Desigualdad, a propósito

Opinion noviembre 27, 2015 HL 0

Para muchos gobiernos es políticamente rentable mantener una narrativa de confrontación permanente entre ciudadanos para confundir y disfrazar el verdadero origen de la desigualdad.

LAT_AM_-Hambre1América Latina destaca, entre otras razones, no por ser la región más pobre del planeta, pero sí la región más desigual. De distintas formas que varían de país en país, durante varias generaciones, muchos políticos oportunistas se han aprovechado de la pobreza, la desigualdad y la ignorancia para acceder al poder prometiendo lo que saben nunca van a cumplir. En muchos casos no sólo no resuelven, incluso empeoran los problemas.

Desde el poder, muchos han optado por debilitar a las instituciones comprando, amenazando y diluyendo a la oposición para eliminar cualquier contrapeso que los cuestione y concentrar el poder reteniéndolo de manera indefinida ya sea a título personal o como grupo y/o partido.

El miedo, la mentira y la manipulación son tácticas repetidas para lograr estos objetivos. Dentro de su fórmula, se vuelve políticamente rentable mantener una narrativa de confrontación permanente entre ciudadanos para confundir y disfrazar el verdadero origen de la desigualdad.

Lo que no dicen es que el sistema de privilegios que construyen para ellos y sus amigos es excluyente, pues cierra las puertas a la movilidad y al ascenso por mérito; que la ley la utilizan a su propia conveniencia para dotar de poderes extraordinarios al aparato gubernamental y restringir los derechos y libertades de los ciudadanos.

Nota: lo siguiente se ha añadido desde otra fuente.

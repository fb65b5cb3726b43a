use crate::neighbours::NnAlgorithm;
use crate::validation::{validate_count, validate_radius};
use crate::{DistanceMetric, Result};

// Defaults for parameters
const EPS_DEFAULT: f64 = 0.5;
const MIN_PTS_DEFAULT: usize = 5;
const MIN_CLUSTER_SIZE_DEFAULT: usize = 5;
const ALLOW_SINGLE_CLUSTER_DEFAULT: bool = false;

/// Hyper parameters for flat, DBSCAN style clustering.
#[derive(Debug, Clone, PartialEq)]
pub struct DbscanHyperParams {
    pub(crate) eps: f64,
    pub(crate) min_pts: usize,
    pub(crate) dist_metric: DistanceMetric,
    pub(crate) nn_algo: NnAlgorithm,
}

/// Builder object to set custom DBSCAN hyper parameters.
#[derive(Debug, Clone, Default)]
pub struct DbscanParamBuilder {
    eps: Option<f64>,
    min_pts: Option<usize>,
    dist_metric: Option<DistanceMetric>,
    nn_algo: Option<NnAlgorithm>,
}

impl DbscanHyperParams {
    /// Enters the builder pattern.
    ///
    /// # Examples
    /// ```
    ///use density_outliers::DbscanHyperParams;
    ///
    ///let config = DbscanHyperParams::builder().eps(2.0).min_pts(3).build();
    ///assert_eq!(2.0, config.eps());
    ///assert_eq!(3, config.min_pts());
    /// ```
    pub fn builder() -> DbscanParamBuilder {
        DbscanParamBuilder::default()
    }

    pub fn eps(&self) -> f64 {
        self.eps
    }

    pub fn min_pts(&self) -> usize {
        self.min_pts
    }

    pub(crate) fn validate(&self) -> Result<()> {
        validate_radius(self.eps, "eps")?;
        validate_count(self.min_pts, "min_pts")
    }
}

impl Default for DbscanHyperParams {
    fn default() -> Self {
        Self::builder().build()
    }
}

impl DbscanParamBuilder {
    /// Sets the neighbourhood radius. Two points are directly density reachable when their
    /// distance is at most `eps`. Must be positive. Defaults to 0.5.
    pub fn eps(mut self, eps: f64) -> Self {
        self.eps = Some(eps);
        self
    }

    /// Sets the number of points, the point itself included, that must lie within `eps` of a
    /// point for it to be a core point. Must be at least 1. Defaults to 5.
    pub fn min_pts(mut self, min_pts: usize) -> Self {
        self.min_pts = Some(min_pts);
        self
    }

    /// Sets the distance metric. Defaults to Euclidean.
    pub fn dist_metric(mut self, dist_metric: DistanceMetric) -> Self {
        self.dist_metric = Some(dist_metric);
        self
    }

    /// Sets how neighbourhoods are searched. Only affects performance. Defaults to Auto.
    pub fn nn_algorithm(mut self, nn_algorithm: NnAlgorithm) -> Self {
        self.nn_algo = Some(nn_algorithm);
        self
    }

    /// Finishes the building of the hyper parameter configuration. Values are checked when
    /// clustering starts.
    pub fn build(self) -> DbscanHyperParams {
        DbscanHyperParams {
            eps: self.eps.unwrap_or(EPS_DEFAULT),
            min_pts: self.min_pts.unwrap_or(MIN_PTS_DEFAULT),
            dist_metric: self.dist_metric.unwrap_or_default(),
            nn_algo: self.nn_algo.unwrap_or_default(),
        }
    }
}

/// Hyper parameters for hierarchical, HDBSCAN style clustering.
#[derive(Debug, Clone, PartialEq)]
pub struct HdbscanHyperParams {
    pub(crate) min_cluster_size: usize,
    pub(crate) min_samples: usize,
    pub(crate) allow_single_cluster: bool,
    pub(crate) dist_metric: DistanceMetric,
    pub(crate) nn_algo: NnAlgorithm,
}

/// Builder object to set custom HDBSCAN hyper parameters.
#[derive(Debug, Clone, Default)]
pub struct HdbscanParamBuilder {
    min_cluster_size: Option<usize>,
    min_samples: Option<usize>,
    allow_single_cluster: Option<bool>,
    dist_metric: Option<DistanceMetric>,
    nn_algo: Option<NnAlgorithm>,
}

impl HdbscanHyperParams {
    /// Enters the builder pattern.
    ///
    /// # Examples
    /// ```
    ///use density_outliers::HdbscanHyperParams;
    ///
    ///let config = HdbscanHyperParams::builder().min_cluster_size(4).build();
    ///assert_eq!(4, config.min_cluster_size());
    /// // min_samples falls back to min_cluster_size
    ///assert_eq!(4, config.min_samples());
    /// ```
    pub fn builder() -> HdbscanParamBuilder {
        HdbscanParamBuilder::default()
    }

    pub fn min_cluster_size(&self) -> usize {
        self.min_cluster_size
    }

    pub fn min_samples(&self) -> usize {
        self.min_samples
    }

    pub(crate) fn validate(&self) -> Result<()> {
        validate_count(self.min_cluster_size, "min_cluster_size")?;
        validate_count(self.min_samples, "min_samples")
    }
}

impl Default for HdbscanHyperParams {
    fn default() -> Self {
        Self::builder().build()
    }
}

impl HdbscanParamBuilder {
    /// Sets the minimum cluster size: groups of points smaller than this are considered noise.
    /// This is the main lever for changing the results of clustering. Defaults to 5.
    pub fn min_cluster_size(mut self, min_cluster_size: usize) -> Self {
        self.min_cluster_size = Some(min_cluster_size);
        self
    }

    /// Sets min samples, the neighbour used for core distances: a point's core distance is the
    /// distance to its `min_samples`-th nearest neighbour, counting itself as the first.
    /// Defaults to min_cluster_size.
    pub fn min_samples(mut self, min_samples: usize) -> Self {
        self.min_samples = Some(min_samples);
        self
    }

    /// Sets whether the root of the hierarchy, i.e. all points in one cluster, may be selected.
    /// Defaults to false.
    pub fn allow_single_cluster(mut self, allow_single_cluster: bool) -> Self {
        self.allow_single_cluster = Some(allow_single_cluster);
        self
    }

    /// Sets the distance metric. Defaults to Euclidean.
    pub fn dist_metric(mut self, dist_metric: DistanceMetric) -> Self {
        self.dist_metric = Some(dist_metric);
        self
    }

    /// Sets how core distances are computed. Only affects performance. Defaults to Auto.
    pub fn nn_algorithm(mut self, nn_algorithm: NnAlgorithm) -> Self {
        self.nn_algo = Some(nn_algorithm);
        self
    }

    /// Finishes the building of the hyper parameter configuration. Values are checked when
    /// clustering starts.
    pub fn build(self) -> HdbscanHyperParams {
        let min_cluster_size = self.min_cluster_size.unwrap_or(MIN_CLUSTER_SIZE_DEFAULT);
        HdbscanHyperParams {
            min_cluster_size,
            min_samples: self.min_samples.unwrap_or(min_cluster_size),
            allow_single_cluster: self
                .allow_single_cluster
                .unwrap_or(ALLOW_SINGLE_CLUSTER_DEFAULT),
            dist_metric: self.dist_metric.unwrap_or_default(),
            nn_algo: self.nn_algo.unwrap_or_default(),
        }
    }
}

#[cfg(test)]
mod tests {
    use super::*;
    use crate::OutlierError;

    #[test]
    fn dbscan_defaults() {
        let hp = DbscanHyperParams::default();
        assert_eq!(EPS_DEFAULT, hp.eps);
        assert_eq!(MIN_PTS_DEFAULT, hp.min_pts);
        assert_eq!(DistanceMetric::Euclidean, hp.dist_metric);
        assert_eq!(NnAlgorithm::Auto, hp.nn_algo);
    }

    #[test]
    fn dbscan_rejects_non_positive_eps() {
        let hp = DbscanHyperParams::builder().eps(0.0).build();
        assert!(matches!(
            hp.validate(),
            Err(OutlierError::InvalidParameter { name: "eps", .. })
        ));
    }

    #[test]
    fn min_samples_defaults_to_min_cluster_size() {
        let hp = HdbscanHyperParams::builder().min_cluster_size(7).build();
        assert_eq!(7, hp.min_samples);
        let hp = HdbscanHyperParams::builder().min_cluster_size(7).min_samples(2).build();
        assert_eq!(2, hp.min_samples);
    }

    #[test]
    fn hdbscan_rejects_zero_sizes() {
        let hp = HdbscanHyperParams::builder().min_cluster_size(0).min_samples(1).build();
        assert!(matches!(
            hp.validate(),
            Err(OutlierError::InvalidParameter { name: "min_cluster_size", .. })
        ));
        let hp = HdbscanHyperParams::builder().min_samples(0).build();
        assert!(matches!(
            hp.validate(),
            Err(OutlierError::InvalidParameter { name: "min_samples", .. })
        ));
    }
}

En fin, con una variedad de formas, éstos han sido los principales ingredientes de la receta castro-chavista, siendo Cuba y Venezuela los ejemplos más contundentes del fracaso social, económico y político que produce una ideología retrógrada. El triunfo de Mauricio Macri no sólo pone fin a 12 años del kirchnerismo en Argentina, país que en la última década siguió estos pasos, también inclina la balanza en la región hacia un futuro de mayor libertad con todos los beneficios que conlleva.

La derrota de Cristina supone un golpe mayúsculo para Nicolás Maduro en Venezuela y los Castro en Cuba, sin dejar de menospreciar sus efectos colaterales en otros países que se jactan de promover el socialismo del siglo XXI como Bolivia, Ecuador y Nicaragua. A diferencia de Chávez, los Castro morirán habiendo visto la cosecha de su fracaso.

Argentina tiene un largo camino por delante y enormes desafíos para revertir el desastre que deja el kirchnerismo. Más allá del merecido renacimiento que se vislumbra en ese gran país, la mayor esperanza es que el péndulo se está moviendo de nuevo y esta vez se inclina hacia la libertad. La batalla nunca termina.